REZENSION ANDREAS WILINK
Natürlich Skandinavien. Die haben es raus. Im Ratten-Versuchslabor staunt der Forscher nicht schlecht, als die Tiere plötzlich verschwindend klein sind. Und dann ist der Mensch dran – ein paar Jahre weiter, und das Experiment bietet ein Gegenmittel zur Überbevölkerung, zur Erderwärmung, zum Wassermangel, zur Müll-Belastung, zur Ressourcen-Verschwendung. Aber das Modell Gesundschrumpfen birgt auch Risiken.
Hollywood übt sich in Nachhaltigkeit. Die goldenen Tage der Filmfabrik kannten schon einen Regisseur, der erzählte, wie der Mensch Mensch bleiben oder wieder werden soll. Frank Capra zeigte, dass das Leben wunderbar ist, wenn das Herz spricht statt das Kapital als Gefühlskiller herrscht: der »Scrooge«-Effekt frei nach Dickens. Alexander Payne, der sich in der Tradition Capras sieht, spielt mit dieser Philosophie, die wir schonungshalber nicht Ideologie nennen wollen.
Der Ergotherapeut Paul Safranek (Matt Damon), auf dem abschüssigen Weg vom Mittelstand an den sozialen Rand, macht sich klein, um groß aus der Krise zu kommen. Er und anfangs auch seine Frau Audrey (Kristen Wiig) wollen sich der Transformation aussetzen. Die Klein-Stadt-Welt Leisureland, die schon zum begehrten Millionen-Marketing-Seller wurde, bietet die Alternative. So sieht es aus, wenn Wachstum bewusst minimiert wird. 12 Zentimeter statt 1,90 Meter im Fall von Safranek, das bringt Kostendämpfung.

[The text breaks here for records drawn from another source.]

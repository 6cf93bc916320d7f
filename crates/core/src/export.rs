//! Persisted artifacts: packed spritesheets and frame metadata.

use crate::ir::{FrameIR, LayerKind, Sprite, TileSize};
use crate::system::SystemId;
use crate::types::Image;
use serde::{Deserialize, Serialize};

#[derive(Debug, Clone, Copy, PartialEq, Eq, Serialize, Deserialize)]
#[serde(default)]
pub struct SpritesheetOptions {
    /// Sprites per row
    pub columns: usize,
    /// Gap in pixels between neighbouring sprites
    pub spacing: u32,
}

impl Default for SpritesheetOptions {
    fn default() -> Self {
        Self {
            columns: 8,
            spacing: 2,
        }
    }
}

#[derive(Debug, Clone, Copy, PartialEq, Eq, Serialize, Deserialize)]
pub struct SpriteRect {
    pub id: usize,
    pub x: u32,
    pub y: u32,
    pub w: u32,
    pub h: u32,
}

#[derive(Debug, Clone, PartialEq, Eq, Serialize, Deserialize)]
#[serde(rename_all = "camelCase")]
pub struct SpritesheetMetadata {
    pub sprites: Vec<SpriteRect>,
    pub image_width: u32,
    pub image_height: u32,
}

/// Pack sprites into a grid, `columns` per row, each row as tall as its tallest sprite.
///
/// No sprites yields a 0x0 image with an empty list.
pub fn pack_spritesheet(sprites: &[Sprite], options: &SpritesheetOptions) -> (Image, SpritesheetMetadata) {
    let columns = options.columns.max(1);
    let spacing = options.spacing;

    let mut rects = Vec::with_capacity(sprites.len());
    let mut sheet_w = 0u32;
    let mut y = 0u32;
    for row in sprites.chunks(columns) {
        let mut x = 0u32;
        let row_h = row.iter().map(|s| s.image.height).max().unwrap_or(0);
        for sprite in row {
            rects.push(SpriteRect {
                id: sprite.id,
                x,
                y,
                w: sprite.image.width,
                h: sprite.image.height,
            });
            x += sprite.image.width + spacing;
        }
        sheet_w = sheet_w.max(x.saturating_sub(spacing));
        y += row_h + spacing;
    }
    let sheet_h = y.saturating_sub(spacing);

    let mut image = Image::new(sheet_w, sheet_h);
    for (sprite, rect) in sprites.iter().zip(&rects) {
        image.blit(&sprite.image, rect.x as i32, rect.y as i32);
    }

    let metadata = SpritesheetMetadata {
        sprites: rects,
        image_width: sheet_w,
        image_height: sheet_h,
    };
    (image, metadata)
}

#[derive(Debug, Clone, PartialEq, Eq, Serialize, Deserialize)]
pub struct PaletteMetadata {
    pub id: String,
    pub colors: Vec<String>,
}

#[derive(Debug, Clone, Copy, PartialEq, Eq, Serialize, Deserialize)]
#[serde(rename_all = "camelCase")]
pub struct TilesetMetadata {
    pub tile_count: usize,
    pub tile_size: TileSize,
}

#[derive(Debug, Clone, Copy, PartialEq, Eq, Serialize, Deserialize)]
pub struct LayerMetadata {
    pub kind: LayerKind,
    pub width: u32,
    pub height: u32,
}

#[derive(Debug, Clone, Copy, PartialEq, Eq, Serialize, Deserialize)]
#[serde(rename_all = "camelCase")]
pub struct SpriteMetadata {
    pub id: usize,
    pub w: u32,
    pub h: u32,
    pub x: i32,
    pub y: i32,
    pub palette_index: Option<u8>,
}

#[derive(Debug, Clone, PartialEq, Eq, Serialize, Deserialize)]
pub struct FrameMetadata {
    pub system: SystemId,
    pub palettes: Vec<PaletteMetadata>,
    pub tilesets: Vec<TilesetMetadata>,
    pub layers: Vec<LayerMetadata>,
    pub sprites: Vec<SpriteMetadata>,
}

/// Summarize a frame; layer sizes are in tiles.
pub fn frame_metadata(frame: &FrameIR) -> FrameMetadata {
    FrameMetadata {
        system: frame.system,
        palettes: frame
            .palettes
            .iter()
            .map(|p| PaletteMetadata {
                id: p.id.clone(),
                colors: p.colors.to_vec(),
            })
            .collect(),
        tilesets: frame
            .tilesets
            .iter()
            .map(|t| TilesetMetadata {
                tile_count: t.tiles.len(),
                tile_size: t.tile_size,
            })
            .collect(),
        layers: frame
            .layers
            .iter()
            .map(|l| LayerMetadata {
                kind: l.kind,
                width: l.tilemap.width(),
                height: l.tilemap.height(),
            })
            .collect(),
        sprites: frame
            .sprites
            .iter()
            .map(|s| SpriteMetadata {
                id: s.id,
                w: s.width,
                h: s.height,
                x: s.x,
                y: s.y,
                palette_index: s.palette_index,
            })
            .collect(),
    }
}

#[cfg(test)]
mod tests {
    use super::*;
    use crate::ir::{Layer, Palette, PaletteSource, Scroll, Tilemap, Tileset};

    fn sprite(id: usize, w: u32, h: u32) -> Sprite {
        let mut image = Image::new(w, h);
        image.fill([id as u8, 0, 0, 255]);
        Sprite {
            id,
            x: 0,
            y: 0,
            width: w,
            height: h,
            image,
            priority: None,
            palette_index: Some(1),
        }
    }

    #[test]
    fn test_pack_grid_layout() {
        let sprites = vec![sprite(0, 8, 8), sprite(1, 16, 16), sprite(2, 8, 32)];
        let options = SpritesheetOptions {
            columns: 2,
            spacing: 2,
        };
        let (image, meta) = pack_spritesheet(&sprites, &options);

        assert_eq!(meta.sprites[0], SpriteRect { id: 0, x: 0, y: 0, w: 8, h: 8 });
        assert_eq!(meta.sprites[1], SpriteRect { id: 1, x: 10, y: 0, w: 16, h: 16 });
        assert_eq!(meta.sprites[2], SpriteRect { id: 2, x: 0, y: 18, w: 8, h: 32 });
        assert_eq!((meta.image_width, meta.image_height), (26, 50));
        assert_eq!((image.width, image.height), (26, 50));
        assert_eq!(image.get(10, 0), Some([1, 0, 0, 255]));
        assert_eq!(image.get(8, 0), Some([0, 0, 0, 0]));
    }

    #[test]
    fn test_packed_rects_disjoint_and_inside() {
        let sprites: Vec<Sprite> = (0..11).map(|i| sprite(i, 8 + (i as u32 % 3) * 8, 8)).collect();
        let (_, meta) = pack_spritesheet(&sprites, &SpritesheetOptions::default());
        for (i, a) in meta.sprites.iter().enumerate() {
            assert!(a.x + a.w <= meta.image_width && a.y + a.h <= meta.image_height);
            for b in &meta.sprites[i + 1..] {
                let overlap =
                    a.x < b.x + b.w && b.x < a.x + a.w && a.y < b.y + b.h && b.y < a.y + a.h;
                assert!(!overlap, "{:?} overlaps {:?}", a, b);
            }
        }
    }

    #[test]
    fn test_pack_empty() {
        let (image, meta) = pack_spritesheet(&[], &SpritesheetOptions::default());
        assert!(image.is_empty());
        assert!(meta.sprites.is_empty());
        let json = serde_json::to_value(&meta).unwrap();
        assert_eq!(json["imageWidth"], 0);
    }

    #[test]
    fn test_frame_metadata_json_shape() {
        let mut frame = FrameIR::new(SystemId::MegaDrive);
        frame.palettes.push(Palette::from_rgb(
            "PAL0",
            SystemId::MegaDrive,
            PaletteSource::Cram,
            [[0, 0, 255]; 16],
        ));
        frame.tilesets.push(Tileset::default());
        frame.layers.push(Layer {
            name: "Plane A".into(),
            kind: LayerKind::Background,
            tileset: 0,
            tilemap: Tilemap::blank(64, 32),
            palette_group: vec![0],
            scroll: Scroll::default(),
            wrap: true,
            priority_order: 1,
        });
        frame.sprites.push(sprite(3, 16, 16));

        let json = serde_json::to_value(frame_metadata(&frame)).unwrap();
        assert_eq!(json["system"], "megadrive");
        assert_eq!(json["palettes"][0]["colors"][0], "#0000FF");
        assert_eq!(json["tilesets"][0]["tileCount"], 0);
        assert_eq!(json["tilesets"][0]["tileSize"]["width"], 8);
        assert_eq!(json["layers"][0]["kind"], "background");
        assert_eq!(json["layers"][0]["width"], 64);
        assert_eq!(json["sprites"][0]["id"], 3);
        assert_eq!(json["sprites"][0]["paletteIndex"], 1);
    }
}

Wie in der Wirklichkeit existiert in der Utopia-Puppenstube neben einer luxuriösen kirmeshaften Siedlungs-Society mit venezianischem dolce vita und französischem Chateau-Chic ein sozialer Slum. Man muss durch einen dunklen Tunnel und ist im Elendsquartier. small people sind, wie die weißen Anti-Elite-Wähler Trumps, nicht gefeit vor rassistischen Ausgrenzungs-Praktiken. Um Paul die Augen zu öffnen, braucht es eine Frau: die unter Lebensgefahr illegal nach Amerika gekommene Vietnamesin Ngoc Lan Tran (Hong Cau), die als politische Aktivistin und ruppige gute Fee vor dem Ende der Erde warnt und an unser aller Gewissen appelliert.
»Downsizing« ist Entertainment (in Nebenrollen: Udo Kier und Christoph Waltz als hedonistische Party People, letzterer wieder sardonisches Grinsen im Gesicht) mit vielen hübschen Details (etwa der medizinischen Verwandlungs-Prozedur) und globalem Appeal; und schlägt als Parabel sarkastische Töne an. Auch das konnte Payne von Capra lernen: ein Genre mit dem anderen zu mischen, ohne dass Emotionen in Konfusion geraten. Wenn die Winzlinge etwa durch real hohes Gras fahren, ist das fast so schön wie Spielbergs äsende ‚echte’ Saurier-Herde im Jurassic Park. Nicht mal Walt Disney kriegte das besser hin. Und kann das Naturwunder eines Sonnenuntergangs denn anders als pathetisch sein?
»Downsizing«; Regie: Alexander Payne; USA 2017; 135 Min.; Start: 18. Januar 2018.